Utah family honoring Native roots with coat drive to help remote community
Jan 30, 2024, 11:20 PM | Updated: Jan 31, 2024, 8:19 am
SALT LAKE CITY — A Utah family is honoring their Native American roots with a coat drive. They’re collecting donations for the Navajo Nation in New Mexico.
This is the Tourangeau family’s second annual coat drive. The American Fork family is using their garage to accept and sort through clothing and household goods.
On Feb. 16, they’re heading to the rural community of Two Grey Hills where the closest convenience store is an hour away.
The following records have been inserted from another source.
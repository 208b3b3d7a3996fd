//! Tab completion for the shell.
//!
//! Each media command registers its completion sources in a different style:
//! `video` tags sources per subcommand path, `media` uses one flat lookup for
//! every depth, and `library` mirrors the subcommand tree so that `movie_id`
//! completes unowned movies under `add` and owned ones under `remove`.

use clap::Command;

use super::commands::CommandParser;
use crate::catalog::DIRECTORS;
use crate::completion::{
    filter_library, filter_prefix, tokenize_for_completion, ArgCompleter, CompletionRequest,
    CompletionSource, CompletionTable,
};
use crate::library::{MediaStore, SharedStore};

/// Completer for REPL input, reading catalogue and library through a
/// [`SharedStore`] so it always sees the session's latest state.
#[derive(Debug)]
pub struct ShellCompleter {
    command: Command,
    table: CompletionTable,
    store: SharedStore,
}

impl ShellCompleter {
    /// Create a completer over `store`.
    #[must_use]
    pub fn new(store: SharedStore) -> Self {
        let mut command = CommandParser::command();
        command.build();
        Self {
            command,
            table: registry(),
            store,
        }
    }

    /// Candidates for the last word of `input`, unquoted.
    #[must_use]
    pub fn complete(&self, input: &str) -> Vec<String> {
        let partial = tokenize_for_completion(input);
        let store = self.store.read();
        ArgCompleter::new(&self.command, &self.table).complete(
            &partial.tokens,
            &partial.word,
            &store,
        )
    }
}

/// Completion sources for every command of the shell.
#[must_use]
pub fn registry() -> CompletionTable {
    CompletionTable::new()
        .with_subcommand("video", video_table())
        .with_subcommand("media", media_table())
        .with_subcommand("library", library_table())
        .with_subcommand(
            "help",
            CompletionTable::new().with_choice("topic", CompletionSource::custom(help_topics)),
        )
}

fn actors(store: &MediaStore) -> Vec<String> {
    store.catalog.actors()
}

fn movie_ids(store: &MediaStore) -> Vec<String> {
    store.catalog.movie_ids()
}

fn video_table() -> CompletionTable {
    CompletionTable::new()
        .tag(&["movies", "list"], "director", CompletionSource::fixed(DIRECTORS))
        .tag(&["movies", "list"], "actor", CompletionSource::Query(actors))
        .tag(&["movies", "add"], "director", CompletionSource::fixed(DIRECTORS))
        .tag(&["movies", "add"], "actor", CompletionSource::Query(actors))
        .tag(&["movies", "delete"], "movie_id", CompletionSource::Query(movie_ids))
}

fn media_table() -> CompletionTable {
    CompletionTable::flat([
        ("actor", CompletionSource::Query(actors)),
        ("director", CompletionSource::fixed(DIRECTORS)),
        ("movie_id", CompletionSource::Query(movie_ids)),
    ])
}

fn library_table() -> CompletionTable {
    let movie = CompletionTable::new()
        .with_subcommand(
            "add",
            CompletionTable::new().with_choice(
                "movie_id",
                CompletionSource::Query(|store| store.library.movies_not_owned(&store.catalog)),
            ),
        )
        .with_subcommand(
            "remove",
            CompletionTable::new().with_choice(
                "movie_id",
                CompletionSource::Query(|store| store.library.owned_movie_ids()),
            ),
        );

    let show = CompletionTable::new()
        .with_subcommand(
            "add",
            CompletionTable::new()
                .with_choice("show_id", CompletionSource::custom(shows_with_missing_episodes))
                .with_choice("episode_id", CompletionSource::custom(|req| episodes(req, false))),
        )
        .with_subcommand(
            "remove",
            CompletionTable::new()
                .with_choice(
                    "show_id",
                    CompletionSource::Query(|store| store.library.shows().keys().cloned().collect()),
                )
                .with_choice("episode_id", CompletionSource::custom(|req| episodes(req, true))),
        );

    CompletionTable::new()
        .with_subcommand("movie", movie)
        .with_subcommand("show", show)
}

/// Catalogue shows that still have episodes the user does not own.
fn shows_with_missing_episodes(request: &CompletionRequest<'_>) -> Vec<String> {
    let store = request.store;
    let complete: Vec<String> = store
        .catalog
        .shows
        .iter()
        .filter(|show| {
            let owned = store.library.owned_episodes(&show.id);
            show.episodes().all(|ep| owned.contains(ep))
        })
        .map(|show| show.id.clone())
        .collect();
    filter_library(request.text, &store.catalog.show_ids(), &complete)
}

/// Episodes of the show named by the first positional: owned ones when
/// `owned`, otherwise the ones still missing from the library.
fn episodes(request: &CompletionRequest<'_>, owned: bool) -> Vec<String> {
    let Some(show_id) = request.positionals.first() else {
        return Vec::new();
    };
    let store = request.store;
    let in_library = store.library.owned_episodes(show_id);
    if owned {
        return filter_prefix(request.text, in_library.iter().cloned());
    }

    let all: Vec<String> = store
        .catalog
        .show(show_id)
        .map(|show| show.episodes().cloned().collect())
        .unwrap_or_default();
    filter_library(request.text, &all, in_library)
}

/// Command paths for `help`, one level per word.
fn help_topics(request: &CompletionRequest<'_>) -> Vec<String> {
    let root = CommandParser::command();
    let mut current = &root;
    for name in request.positionals {
        match current.find_subcommand(name) {
            Some(sub) => current = sub,
            None => return Vec::new(),
        }
    }
    filter_prefix(
        request.text,
        current
            .get_subcommands()
            .map(|sub| sub.get_name().to_string()),
    )
}

#[cfg(feature = "repl")]
use reedline::{Completer, Span, Suggestion};

#[cfg(feature = "repl")]
impl Completer for ShellCompleter {
    fn complete(&mut self, line: &str, pos: usize) -> Vec<Suggestion> {
        let input = line.get(..pos).unwrap_or(line);
        let partial = tokenize_for_completion(input);
        let span = Span::new(partial.word_start, pos);

        Self::complete(self, input)
            .into_iter()
            .map(|candidate| {
                let value = match partial.open_quote {
                    Some(q) => format!("{q}{candidate}{q}"),
                    None => crate::completion::quote_candidate(&candidate),
                };
                Suggestion {
                    value,
                    span,
                    append_whitespace: true,
                    ..Suggestion::default()
                }
            })
            .collect()
    }
}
That’s where they’ll distribute the items to families in need, with a special focus on providing for elderly residents.
Jennifer Tourangeau grew up in Two Grey Hills, some of her family members still live on the reservation.
“I have a sister that lives in Two Grey Hills and she shares with us that the elderly a lot of them are homebound and some of them are widowed and so they are home alone,” Tourangeau said. “And there is a need for warm coats, blankets, food. Once a month, they try to get to the nearest convenience stores for essentials, so there is a great need.”
In early 2022, Jennifer’s daughters, Kim, Brittany and Rachel, decided they wanted to do something for the community members of Shiprock, New Mexico. In February, they drove down with a cargo van full of clothing and essentials. When 100 families turned out, they knew they were onto something.
“There was a grandma who walked 2 miles to get stuff for our coat drive,” Kim Tourangeau said.
This year, the Tourangeaus will be delivering donations to Two Grey Hills, which sits between Shiprock and Gallup, on Feb. 16.
The Tourangeaus say they have plenty of women’s clothing but they’re still in need of men’s clothing and essentials like paper towels and toilet paper as well as non-perishable food.
You can find more information on their GoFundMe* account.
This is also a way for Jennifer Tourangeau to pass down the traditions of her ancestors.
“The elderly mean a lot to me, they’ve impacted my life so much,” Jennifer Tourangeau said. “They just have so much knowledge to share and with today’s fast pace of life we forget to sit down and listen to their stories.”
Jeniffer Tourangeau’s father served in WWII as a Navajo code talker and her mother wove beautiful rugs that she traded for essentials like flour to feed her family. In later years, when she traveled to larger cities like Phoenix and Salt Lake City, Jennifer Tourangeau remembers her mother would always go home with groceries and supplies for families in Two Grey Hills.
“She set an example for me and I want to do the same for my girls and my nieces,” Tourangeau said.
One of the most rewarding aspects for Jennifer Tourangeau and her daughters has been the outpouring of community support.
“It’s just really neat to see people that are willing to be of service and to give — and their reactions and their excitement,” Jennifer Tourangeau said.
*KSL TV does not assure that the money deposited to the account will be applied for the benefit of the persons named as beneficiaries. If you are considering a deposit to the account, you should consult your own advisors and otherwise proceed at your own risk.